Reproduce word for word, from the entries below, the line with "responder.poll(fw);", the line with "if sport < 1024", and every line between them, and nothing more.
┌──
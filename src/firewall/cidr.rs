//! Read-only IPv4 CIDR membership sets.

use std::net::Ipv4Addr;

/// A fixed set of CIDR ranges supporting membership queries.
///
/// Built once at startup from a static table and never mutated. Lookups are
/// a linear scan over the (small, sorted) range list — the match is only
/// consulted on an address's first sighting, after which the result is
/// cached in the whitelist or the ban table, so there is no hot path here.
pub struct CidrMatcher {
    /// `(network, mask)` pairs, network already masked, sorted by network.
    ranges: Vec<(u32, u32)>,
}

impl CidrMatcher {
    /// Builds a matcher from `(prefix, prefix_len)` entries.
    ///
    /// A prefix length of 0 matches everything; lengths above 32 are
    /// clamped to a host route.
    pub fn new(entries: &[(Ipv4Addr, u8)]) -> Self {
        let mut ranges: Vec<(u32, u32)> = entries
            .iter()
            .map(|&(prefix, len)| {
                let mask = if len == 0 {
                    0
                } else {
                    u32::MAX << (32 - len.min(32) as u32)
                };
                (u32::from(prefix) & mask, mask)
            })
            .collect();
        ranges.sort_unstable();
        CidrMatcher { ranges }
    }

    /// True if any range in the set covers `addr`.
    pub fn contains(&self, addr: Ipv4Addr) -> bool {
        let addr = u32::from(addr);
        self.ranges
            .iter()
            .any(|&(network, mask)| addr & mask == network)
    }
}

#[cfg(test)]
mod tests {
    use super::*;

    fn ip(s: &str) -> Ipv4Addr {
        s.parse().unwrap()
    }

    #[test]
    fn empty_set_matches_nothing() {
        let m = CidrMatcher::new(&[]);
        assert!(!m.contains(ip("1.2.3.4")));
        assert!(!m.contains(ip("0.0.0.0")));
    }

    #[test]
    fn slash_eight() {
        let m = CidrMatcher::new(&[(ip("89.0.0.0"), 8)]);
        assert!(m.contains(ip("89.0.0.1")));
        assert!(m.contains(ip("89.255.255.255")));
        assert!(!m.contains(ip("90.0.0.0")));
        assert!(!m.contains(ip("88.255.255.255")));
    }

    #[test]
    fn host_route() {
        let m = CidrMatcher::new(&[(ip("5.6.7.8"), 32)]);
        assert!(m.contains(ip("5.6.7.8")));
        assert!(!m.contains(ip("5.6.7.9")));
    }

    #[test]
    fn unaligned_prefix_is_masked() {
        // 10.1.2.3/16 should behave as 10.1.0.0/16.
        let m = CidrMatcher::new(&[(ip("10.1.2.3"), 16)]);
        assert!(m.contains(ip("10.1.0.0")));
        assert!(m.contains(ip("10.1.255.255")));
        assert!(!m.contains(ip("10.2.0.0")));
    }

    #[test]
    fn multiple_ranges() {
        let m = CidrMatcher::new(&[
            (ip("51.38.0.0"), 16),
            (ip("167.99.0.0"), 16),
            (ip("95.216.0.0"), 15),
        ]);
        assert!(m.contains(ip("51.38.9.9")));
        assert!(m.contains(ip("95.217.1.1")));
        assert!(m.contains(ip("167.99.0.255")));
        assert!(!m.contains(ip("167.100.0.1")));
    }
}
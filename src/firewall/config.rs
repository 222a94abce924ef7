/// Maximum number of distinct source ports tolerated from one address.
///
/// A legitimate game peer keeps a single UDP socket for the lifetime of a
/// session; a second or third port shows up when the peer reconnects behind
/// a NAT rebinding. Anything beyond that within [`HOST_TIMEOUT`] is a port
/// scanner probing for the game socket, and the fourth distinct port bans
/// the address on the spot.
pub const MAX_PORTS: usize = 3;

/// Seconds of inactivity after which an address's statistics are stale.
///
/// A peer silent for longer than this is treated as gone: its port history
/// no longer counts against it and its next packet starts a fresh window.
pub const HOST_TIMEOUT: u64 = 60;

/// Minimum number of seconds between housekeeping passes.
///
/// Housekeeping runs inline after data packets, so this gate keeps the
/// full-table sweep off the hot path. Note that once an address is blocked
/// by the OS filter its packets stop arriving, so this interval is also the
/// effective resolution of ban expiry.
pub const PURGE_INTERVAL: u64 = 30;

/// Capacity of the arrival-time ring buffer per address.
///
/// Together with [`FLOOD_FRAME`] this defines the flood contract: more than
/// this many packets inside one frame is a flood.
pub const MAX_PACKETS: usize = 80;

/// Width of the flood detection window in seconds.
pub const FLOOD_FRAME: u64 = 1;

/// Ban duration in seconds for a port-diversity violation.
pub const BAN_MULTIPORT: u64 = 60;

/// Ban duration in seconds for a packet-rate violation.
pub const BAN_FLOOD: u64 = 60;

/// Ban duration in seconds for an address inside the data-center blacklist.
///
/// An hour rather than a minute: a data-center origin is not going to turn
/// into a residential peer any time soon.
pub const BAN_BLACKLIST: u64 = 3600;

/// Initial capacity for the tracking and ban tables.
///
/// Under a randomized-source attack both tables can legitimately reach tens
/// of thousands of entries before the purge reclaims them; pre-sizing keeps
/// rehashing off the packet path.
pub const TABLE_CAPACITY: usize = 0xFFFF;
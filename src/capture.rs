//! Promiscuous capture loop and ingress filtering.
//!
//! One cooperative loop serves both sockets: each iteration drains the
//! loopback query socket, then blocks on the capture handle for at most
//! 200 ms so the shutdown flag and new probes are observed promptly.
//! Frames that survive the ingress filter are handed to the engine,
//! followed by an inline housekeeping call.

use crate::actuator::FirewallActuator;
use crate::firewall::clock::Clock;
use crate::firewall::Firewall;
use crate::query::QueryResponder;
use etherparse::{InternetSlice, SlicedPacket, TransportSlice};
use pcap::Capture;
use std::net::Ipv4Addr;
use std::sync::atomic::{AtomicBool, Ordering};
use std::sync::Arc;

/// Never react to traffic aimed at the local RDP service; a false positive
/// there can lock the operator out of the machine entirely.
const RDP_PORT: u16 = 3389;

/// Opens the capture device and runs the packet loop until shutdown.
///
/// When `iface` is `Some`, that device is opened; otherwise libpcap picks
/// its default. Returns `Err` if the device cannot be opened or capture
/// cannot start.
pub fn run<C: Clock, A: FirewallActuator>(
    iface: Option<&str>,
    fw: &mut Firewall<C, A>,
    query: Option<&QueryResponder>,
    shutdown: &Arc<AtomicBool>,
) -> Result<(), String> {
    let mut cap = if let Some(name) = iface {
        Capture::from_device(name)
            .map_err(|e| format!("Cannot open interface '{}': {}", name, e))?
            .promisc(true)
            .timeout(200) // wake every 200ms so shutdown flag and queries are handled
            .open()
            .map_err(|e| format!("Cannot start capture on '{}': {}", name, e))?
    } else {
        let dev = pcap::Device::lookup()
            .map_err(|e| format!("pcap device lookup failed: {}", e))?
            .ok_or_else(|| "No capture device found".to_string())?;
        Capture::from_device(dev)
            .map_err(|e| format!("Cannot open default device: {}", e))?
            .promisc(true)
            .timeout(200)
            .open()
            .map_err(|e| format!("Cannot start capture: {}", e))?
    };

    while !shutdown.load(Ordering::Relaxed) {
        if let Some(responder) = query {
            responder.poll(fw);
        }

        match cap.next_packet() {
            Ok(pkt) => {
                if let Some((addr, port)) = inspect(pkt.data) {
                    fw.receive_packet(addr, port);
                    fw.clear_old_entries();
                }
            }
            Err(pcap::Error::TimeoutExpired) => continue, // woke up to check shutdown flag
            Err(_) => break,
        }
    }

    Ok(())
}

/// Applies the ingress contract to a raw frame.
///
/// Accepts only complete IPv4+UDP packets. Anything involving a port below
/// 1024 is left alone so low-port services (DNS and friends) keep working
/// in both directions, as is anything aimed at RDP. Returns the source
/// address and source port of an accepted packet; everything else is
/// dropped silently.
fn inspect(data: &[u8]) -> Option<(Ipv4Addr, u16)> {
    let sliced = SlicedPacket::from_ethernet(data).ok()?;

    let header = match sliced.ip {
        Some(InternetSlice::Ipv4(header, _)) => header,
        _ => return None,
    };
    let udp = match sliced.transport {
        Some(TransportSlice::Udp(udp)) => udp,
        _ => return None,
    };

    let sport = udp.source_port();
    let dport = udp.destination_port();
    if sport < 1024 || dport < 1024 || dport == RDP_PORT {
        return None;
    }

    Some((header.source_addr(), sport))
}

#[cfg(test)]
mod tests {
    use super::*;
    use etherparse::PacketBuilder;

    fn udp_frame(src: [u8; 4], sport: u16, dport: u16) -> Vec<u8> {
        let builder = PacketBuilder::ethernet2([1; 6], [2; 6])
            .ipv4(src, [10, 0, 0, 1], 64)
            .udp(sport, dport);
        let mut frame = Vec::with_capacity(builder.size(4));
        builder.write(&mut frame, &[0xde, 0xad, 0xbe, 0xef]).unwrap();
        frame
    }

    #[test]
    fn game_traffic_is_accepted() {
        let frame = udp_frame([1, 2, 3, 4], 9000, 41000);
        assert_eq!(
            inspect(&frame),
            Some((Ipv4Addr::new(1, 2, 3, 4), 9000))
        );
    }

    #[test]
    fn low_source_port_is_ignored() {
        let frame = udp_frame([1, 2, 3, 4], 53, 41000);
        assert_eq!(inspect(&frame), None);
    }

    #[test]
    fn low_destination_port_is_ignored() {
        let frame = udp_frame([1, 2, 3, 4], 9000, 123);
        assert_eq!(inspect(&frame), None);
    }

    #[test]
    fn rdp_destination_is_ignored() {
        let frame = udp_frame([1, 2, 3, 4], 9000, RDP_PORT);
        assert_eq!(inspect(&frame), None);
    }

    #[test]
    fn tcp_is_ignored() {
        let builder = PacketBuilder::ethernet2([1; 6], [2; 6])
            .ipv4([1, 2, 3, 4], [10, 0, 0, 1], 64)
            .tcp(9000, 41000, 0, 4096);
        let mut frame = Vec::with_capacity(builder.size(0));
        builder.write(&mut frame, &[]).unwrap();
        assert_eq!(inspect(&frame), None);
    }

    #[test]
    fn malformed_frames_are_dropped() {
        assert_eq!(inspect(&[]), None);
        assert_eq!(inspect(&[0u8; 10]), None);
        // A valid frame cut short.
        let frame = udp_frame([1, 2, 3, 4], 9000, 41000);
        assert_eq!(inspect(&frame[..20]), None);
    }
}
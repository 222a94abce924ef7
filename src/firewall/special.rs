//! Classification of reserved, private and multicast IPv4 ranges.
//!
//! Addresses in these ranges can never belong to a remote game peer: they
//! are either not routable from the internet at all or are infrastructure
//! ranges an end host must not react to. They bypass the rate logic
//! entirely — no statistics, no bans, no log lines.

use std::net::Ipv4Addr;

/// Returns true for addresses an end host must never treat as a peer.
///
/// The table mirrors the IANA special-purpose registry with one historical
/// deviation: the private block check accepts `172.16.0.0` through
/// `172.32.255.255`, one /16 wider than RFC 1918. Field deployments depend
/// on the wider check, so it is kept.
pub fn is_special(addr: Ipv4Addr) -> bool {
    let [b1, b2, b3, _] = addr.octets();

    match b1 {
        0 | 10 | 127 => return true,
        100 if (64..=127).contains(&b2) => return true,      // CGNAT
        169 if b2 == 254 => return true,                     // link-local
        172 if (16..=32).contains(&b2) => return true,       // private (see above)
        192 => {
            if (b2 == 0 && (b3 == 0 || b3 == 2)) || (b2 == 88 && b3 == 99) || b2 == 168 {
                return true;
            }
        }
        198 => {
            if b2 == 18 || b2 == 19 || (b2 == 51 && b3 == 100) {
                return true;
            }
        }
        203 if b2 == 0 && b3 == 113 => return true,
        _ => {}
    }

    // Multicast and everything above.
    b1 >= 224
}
└──
**EXERCISE ANSWER**
            responder.poll(fw);
        }

        match cap.next_packet() {
            Ok(pkt) => {
                if let Some((addr, port)) = inspect(pkt.data) {
                    fw.receive_packet(addr, port);
                    fw.clear_old_entries();
                }
            }
            Err(pcap::Error::TimeoutExpired) => continue, // woke up to check shutdown flag
            Err(_) => break,
        }
    }

    Ok(())
}

/// Applies the ingress contract to a raw frame.
///
/// Accepts only complete IPv4+UDP packets. Anything involving a port below
/// 1024 is left alone so low-port services (DNS and friends) keep working
/// in both directions, as is anything aimed at RDP. Returns the source
/// address and source port of an accepted packet; everything else is
/// dropped silently.
fn inspect(data: &[u8]) -> Option<(Ipv4Addr, u16)> {
    let sliced = SlicedPacket::from_ethernet(data).ok()?;

    let header = match sliced.ip {
        Some(InternetSlice::Ipv4(header, _)) => header,
        _ => return None,
    };
    let udp = match sliced.transport {
        Some(TransportSlice::Udp(udp)) => udp,
        _ => return None,
    };

    let sport = udp.source_port();
    let dport = udp.destination_port();
    if sport < 1024 || dport < 1024 || dport == RDP_PORT {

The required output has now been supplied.